Los Beatles, en parte, tienen la culpa. La idea de virtualidad, o la puesta en escena de esa naturaleza electiva de la composición, empezó allí. Fueron John Lennon, Paul McCartney, George Harrison, Ringo Starr y, trabajando codo a codo con ellos, George Martin, quienes por primera vez en el campo de las músicas de tradición popular pusieron tan claro que una obra era la que era, pero también podía ser muchas otras. Ellos desplazaron la composición compleja, que hasta ese momento necesitaba de la lecto-escritura tradicional, de la partitura al estudio de grabación. Ellos convirtieron la canción en un laboratorio experimental en el que todo podía caber y todo podía llegar desde cualquier lado. Pero está lejos de ser un dato menor que fueran Los Beatles quienes decidieran esas operaciones, quienes imaginaran esos saltos al vacío, quienes inventaran esas canciones a veces a partir de simples retazos pregrabados, como en el lado B de Abbey Road.
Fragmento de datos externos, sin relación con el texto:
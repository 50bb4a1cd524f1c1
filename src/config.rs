use crate::text::UnregisteredPolicy;
use crate::GameVersion;
use std::path::{Path, PathBuf};

/// What a save load reads and which saves it accepts.
///
/// ```
/// use rome_loader::{GameVersion, LoadOptions};
///
/// let options = LoadOptions::builder("save.rome")
///     .prehistory("configurables/prehistory.txt")
///     .max_version(GameVersion::parse("2.0").unwrap())
///     .build();
/// assert_eq!(options.save_path().to_str(), Some("save.rome"));
/// ```
#[derive(Debug, Clone, PartialEq, Eq)]
#[cfg_attr(feature = "derive", derive(serde::Deserialize))]
#[cfg_attr(feature = "derive", serde(deny_unknown_fields))]
pub struct LoadOptions {
    save_path: PathBuf,

    #[cfg_attr(feature = "derive", serde(default))]
    prehistory_path: Option<PathBuf>,

    #[cfg_attr(feature = "derive", serde(default = "default_min_version"))]
    min_version: GameVersion,

    #[cfg_attr(feature = "derive", serde(default = "default_max_version"))]
    max_version: GameVersion,

    #[cfg_attr(feature = "derive", serde(default))]
    unregistered: UnregisteredPolicy,

    #[cfg_attr(feature = "derive", serde(default))]
    melt_output: Option<PathBuf>,
}

fn default_min_version() -> GameVersion {
    GameVersion::new(2, 0, 0)
}

fn default_max_version() -> GameVersion {
    // Accepts any 2.0.x save
    GameVersion::parse("2.0").unwrap_or_else(|_| GameVersion::new(2, 0, 0))
}

impl LoadOptions {
    /// Start building options for the save at the path
    pub fn builder<P: Into<PathBuf>>(save_path: P) -> LoadOptionsBuilder {
        LoadOptionsBuilder {
            options: LoadOptions {
                save_path: save_path.into(),
                prehistory_path: None,
                min_version: default_min_version(),
                max_version: default_max_version(),
                unregistered: UnregisteredPolicy::default(),
                melt_output: None,
            },
        }
    }

    /// Read options from a JSON document
    ///
    /// ```
    /// use rome_loader::LoadOptions;
    /// let options = LoadOptions::from_json_slice(br#"{
    ///     "save_path": "save.rome",
    ///     "max_version": "2.1",
    ///     "unregistered": "collect"
    /// }"#).unwrap();
    /// assert_eq!(options.max_version().to_string(), "2.1");
    /// ```
    #[cfg(feature = "json")]
    pub fn from_json_slice(data: &[u8]) -> Result<Self, serde_json::Error> {
        serde_json::from_slice(data)
    }

    /// The save to load
    pub fn save_path(&self) -> &Path {
        &self.save_path
    }

    /// Optional script of rulers that predate the save's start
    pub fn prehistory_path(&self) -> Option<&Path> {
        self.prehistory_path.as_deref()
    }

    /// Oldest accepted save version
    pub fn min_version(&self) -> GameVersion {
        self.min_version
    }

    /// Newest accepted save version, compared at its own precision
    pub fn max_version(&self) -> GameVersion {
        self.max_version
    }

    /// How save keys without a handler are treated
    pub fn unregistered(&self) -> UnregisteredPolicy {
        self.unregistered
    }

    /// Fixed path for the melted save. A fresh temporary directory is used
    /// for each load when unset.
    pub fn melt_output(&self) -> Option<&Path> {
        self.melt_output.as_deref()
    }
}

/// Builds [`LoadOptions`]
#[derive(Debug, Clone)]
pub struct LoadOptionsBuilder {
    options: LoadOptions,
}

impl LoadOptionsBuilder {
    /// Load pre-Imperator ruler terms from this file after linking
    pub fn prehistory<P: Into<PathBuf>>(mut self, path: P) -> Self {
        self.options.prehistory_path = Some(path.into());
        self
    }

    /// Reject saves older than this version
    pub fn min_version(mut self, version: GameVersion) -> Self {
        self.options.min_version = version;
        self
    }

    /// Reject saves newer than this version
    pub fn max_version(mut self, version: GameVersion) -> Self {
        self.options.max_version = version;
        self
    }

    /// Set how save keys without a handler are treated
    pub fn unregistered(mut self, policy: UnregisteredPolicy) -> Self {
        self.options.unregistered = policy;
        self
    }

    /// Write the melted save to this path instead of a temporary directory
    pub fn melt_output<P: Into<PathBuf>>(mut self, path: P) -> Self {
        self.options.melt_output = Some(path.into());
        self
    }

    /// Finish building
    pub fn build(self) -> LoadOptions {
        self.options
    }
}

#[cfg(test)]
mod tests {
    use super::*;

    #[test]
    fn test_defaults() {
        let options = LoadOptions::builder("a.rome").build();
        assert_eq!(options.min_version(), GameVersion::new(2, 0, 0));
        assert!(options
            .max_version()
            .is_largerish_than(&GameVersion::new(2, 0, 9)));
        assert_eq!(options.unregistered(), UnregisteredPolicy::Ignore);
        assert!(options.prehistory_path().is_none());
        assert!(options.melt_output().is_none());
    }

    #[test]
    fn test_builder_overrides() {
        let options = LoadOptions::builder("a.rome")
            .min_version(GameVersion::new(1, 5, 0))
            .unregistered(UnregisteredPolicy::Log)
            .melt_output("/tmp/melted.rome")
            .build();
        assert_eq!(options.min_version(), GameVersion::new(1, 5, 0));
        assert_eq!(options.unregistered(), UnregisteredPolicy::Log);
        assert_eq!(options.melt_output(), Some(Path::new("/tmp/melted.rome")));
    }

    #[cfg(feature = "json")]
    #[test]
    fn test_json_defaults() {
        let options = LoadOptions::from_json_slice(br#"{"save_path": "b.rome"}"#).unwrap();
        assert_eq!(options, LoadOptions::builder("b.rome").build());
    }

    #[cfg(feature = "json")]
    #[test]
    fn test_json_unknown_field() {
        assert!(LoadOptions::from_json_slice(br#"{"save_path": "b.rome", "x": 1}"#).is_err());
    }
}
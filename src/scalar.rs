use std::borrow::Cow;
use std::error;
use std::fmt;

/// An error that can occur when converting a scalar into the requested type.
#[derive(Debug, Clone, PartialEq)]
pub enum ScalarError {
    /// The given string did not contain only numbers
    AllDigits(String),

    /// The given string caused an overflow when calculating its numerical value
    Overflow(String),

    /// The given string was not a recognized boolean value
    InvalidBool(String),

    /// The given string was not a decimal number
    InvalidFloat(String),
}

impl fmt::Display for ScalarError {
    fn fmt(&self, f: &mut fmt::Formatter) -> fmt::Result {
        match self {
            ScalarError::AllDigits(x) => write!(f, "did not contain all digits: {}", x),
            ScalarError::InvalidBool(x) => write!(f, "is not a valid bool: {}", x),
            ScalarError::Overflow(x) => write!(f, "caused an overflow: {}", x),
            ScalarError::InvalidFloat(x) => write!(f, "is not a valid decimal: {}", x),
        }
    }
}

impl error::Error for ScalarError {
    fn source(&self) -> Option<&(dyn error::Error + 'static)> {
        None
    }
}

/// A single value lifted from script text.
///
/// Save files are UTF-8 while older game files are windows-1252, so the
/// scalar keeps the raw bytes and only decides on an encoding when it is
/// converted to a string.
///
/// ```
/// use rome_loader::Scalar;
///
/// let v1 = Scalar::new(b"a");
/// assert_eq!(v1.to_utf8(), "a");
/// ```
#[derive(PartialEq, Eq, Copy, Clone, Hash)]
pub struct Scalar<'a> {
    data: &'a [u8],
}

impl<'a> Scalar<'a> {
    /// Create a new scalar backed by the byte slice
    pub fn new(data: &'a [u8]) -> Scalar<'a> {
        Scalar { data }
    }

    /// View the underlying bytes
    pub fn as_bytes(&self) -> &'a [u8] {
        self.data
    }

    /// Try converting the scalar to f64
    ///
    /// ```
    /// use rome_loader::Scalar;
    /// assert_eq!(Scalar::new(b"-10.5").to_f64(), Ok(-10.5));
    /// assert!(Scalar::new(b"roman").to_f64().is_err());
    /// ```
    pub fn to_f64(&self) -> Result<f64, ScalarError> {
        to_f64(self.data)
    }

    /// Try converting the scalar to a boolean (`yes` / `no`)
    pub fn to_bool(&self) -> Result<bool, ScalarError> {
        match self.data {
            b"yes" => Ok(true),
            b"no" => Ok(false),
            x => Err(ScalarError::InvalidBool(to_utf8_owned(x))),
        }
    }

    /// Try converting the scalar to i64
    pub fn to_i64(&self) -> Result<i64, ScalarError> {
        to_i64(self.data)
    }

    /// Try converting the scalar to u64
    ///
    /// ```
    /// use rome_loader::Scalar;
    /// assert_eq!(Scalar::new(b"1444").to_u64(), Ok(1444));
    /// assert!(Scalar::new(b"-1").to_u64().is_err());
    /// ```
    pub fn to_u64(&self) -> Result<u64, ScalarError> {
        to_u64(self.data)
    }

    /// Convert scalar data into utf8. Data that is not already utf8 is
    /// interpreted as windows-1252, which allocates.
    ///
    /// ```
    /// use rome_loader::Scalar;
    ///
    /// let v1 = Scalar::new("Jåhkåmåhkke".as_bytes());
    /// assert_eq!(v1.to_utf8(), "Jåhkåmåhkke");
    ///
    /// let v2 = Scalar::new(&[255][..]);
    /// assert_eq!(v2.to_utf8(), "ÿ");
    /// ```
    pub fn to_utf8(&self) -> Cow<'a, str> {
        to_utf8(self.data)
    }

    /// Convert scalar data into an owned string
    pub fn to_utf8_owned(&self) -> String {
        to_utf8_owned(self.data)
    }

    /// Returns if the scalar contains only ascii values
    pub fn is_ascii(&self) -> bool {
        self.data.is_ascii()
    }

    /// Returns the data with `\"` and `\\` escape sequences collapsed
    ///
    /// ```
    /// use rome_loader::Scalar;
    /// let s = Scalar::new(br#"\"jolly\" john"#);
    /// assert_eq!(&*s.unescaped(), br#""jolly" john"#);
    /// ```
    pub fn unescaped(&self) -> Cow<'a, [u8]> {
        if !self.data.contains(&b'\\') {
            return Cow::Borrowed(self.data);
        }

        let mut result = Vec::with_capacity(self.data.len());
        let mut iter = self.data.iter();
        while let Some(&b) = iter.next() {
            if b == b'\\' {
                match iter.next() {
                    Some(&escaped) => result.push(escaped),
                    None => result.push(b),
                }
            } else {
                result.push(b);
            }
        }
        Cow::Owned(result)
    }
}

impl<'a> fmt::Debug for Scalar<'a> {
    fn fmt(&self, f: &mut fmt::Formatter<'_>) -> fmt::Result {
        write!(f, "Scalar {{ {} }}", self)
    }
}

impl<'a> fmt::Display for Scalar<'a> {
    fn fmt(&self, f: &mut fmt::Formatter<'_>) -> fmt::Result {
        write!(f, "{}", self.to_utf8())
    }
}

#[inline]
fn to_utf8_owned(d: &[u8]) -> String {
    to_utf8(d).into_owned()
}

#[inline]
pub(crate) fn to_utf8(d: &[u8]) -> Cow<str> {
    match std::str::from_utf8(d) {
        Ok(s) => Cow::Borrowed(s),
        Err(_) => Cow::Owned(to_windows_1252(d)),
    }
}

#[inline]
fn to_windows_1252(d: &[u8]) -> String {
    d.iter()
        .map(|&x| crate::data::WINDOWS_1252[usize::from(x)])
        .collect()
}

#[inline]
fn to_u64(d: &[u8]) -> Result<u64, ScalarError> {
    if d.is_empty() {
        return Err(ScalarError::AllDigits(to_utf8_owned(d)));
    }

    let mut result: u64 = 0;
    for &x in d {
        if !x.is_ascii_digit() {
            return Err(ScalarError::AllDigits(to_utf8_owned(d)));
        }

        result = result
            .checked_mul(10)
            .and_then(|acc| acc.checked_add(u64::from(x - b'0')))
            .ok_or_else(|| ScalarError::Overflow(to_utf8_owned(d)))?;
    }

    Ok(result)
}

#[inline]
fn to_i64(d: &[u8]) -> Result<i64, ScalarError> {
    let (negative, digits) = match d {
        [b'-', rest @ ..] => (true, rest),
        [b'+', rest @ ..] => (false, rest),
        _ => (false, d),
    };

    let magnitude = to_u64(digits).map_err(|e| match e {
        ScalarError::AllDigits(_) => ScalarError::AllDigits(to_utf8_owned(d)),
        _ => ScalarError::Overflow(to_utf8_owned(d)),
    })?;

    if negative {
        0i64.checked_sub_unsigned(magnitude)
            .ok_or_else(|| ScalarError::Overflow(to_utf8_owned(d)))
    } else {
        i64::try_from(magnitude).map_err(|_| ScalarError::Overflow(to_utf8_owned(d)))
    }
}

#[inline]
fn to_f64(d: &[u8]) -> Result<f64, ScalarError> {
    match d.iter().position(|&x| x == b'.') {
        None => to_i64(d).map(|x| x as f64),
        Some(_) if !is_number(d) => Err(ScalarError::InvalidFloat(to_utf8_owned(d))),
        Some(_) => std::str::from_utf8(d)
            .ok()
            .and_then(|s| s.parse::<f64>().ok())
            .ok_or_else(|| ScalarError::InvalidFloat(to_utf8_owned(d))),
    }
}

/// Returns true for an optionally signed run of digits with at most one
/// interior decimal point
pub(crate) fn is_number(d: &[u8]) -> bool {
    let digits = match d {
        [b'-', rest @ ..] | [b'+', rest @ ..] => rest,
        _ => d,
    };

    let mut parts = digits.splitn(2, |&x| x == b'.');
    let lead = parts.next().unwrap_or_default();
    let all_digits = |x: &[u8]| !x.is_empty() && x.iter().all(u8::is_ascii_digit);
    match parts.next() {
        None => all_digits(lead),
        Some(trail) => all_digits(lead) && all_digits(trail),
    }
}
Love, el injerto imaginado como banda de sonido de un espectáculo circense, funda su legitimidad como “nuevo disco de Los Beatles” en el uso de los mismos procedimientos que Los Beatles usaban. Pero hay un pequeño problema. Ellos ya no están para usarlos. George Martin está sordo y en su lugar aparece su hijo. Yoko Ono –que, recordémoslo, algo tuvo que ver con la separación del grupo–, Olivia Harrison, Paul y Ringo autorizan –lo que es bastante comprensible desde el punto de vista económico– y eso es todo. Los programas de grabación hoy permiten cambiar las tonalidades y las duraciones. Podrían componerse otros 77 cuartetos de cuerdas de Haydn –o muchos más– simplemente combinando los violines de unos con la viola y el cello de otros. Se podría, pero no serían cuartetos de Haydn. La Idea Beatles genera la fantasía de que todo lo que se relacione con ella será genial –y hasta cierto punto Anthology lo fue–. Pero ya no es así. Love es, en el mejor de los casos, pueril. Ni siquiera sorprende desde el punto de vista tecnológico. Las versiones no son suficientemente distintas pero suenan invariablemente menos imaginativas que las originales. Y, salvo que alguien piense que acoplar un arpegio de “Julia” al doble cuarteto de cuerdas de “Eleanor Rigby” es una gran cosa, la cuestión no pasa de ser un fraude pergeñado por viudas y herederos. Tal vez algún día, Wilbur McCartney, Dorothy Harrison, Sigourney Starkey y John Lennon IV se encontrarán alrededor de viejas cintas y algunos dirán: “Se reúnen Los Beatles”. Pero no será cierto.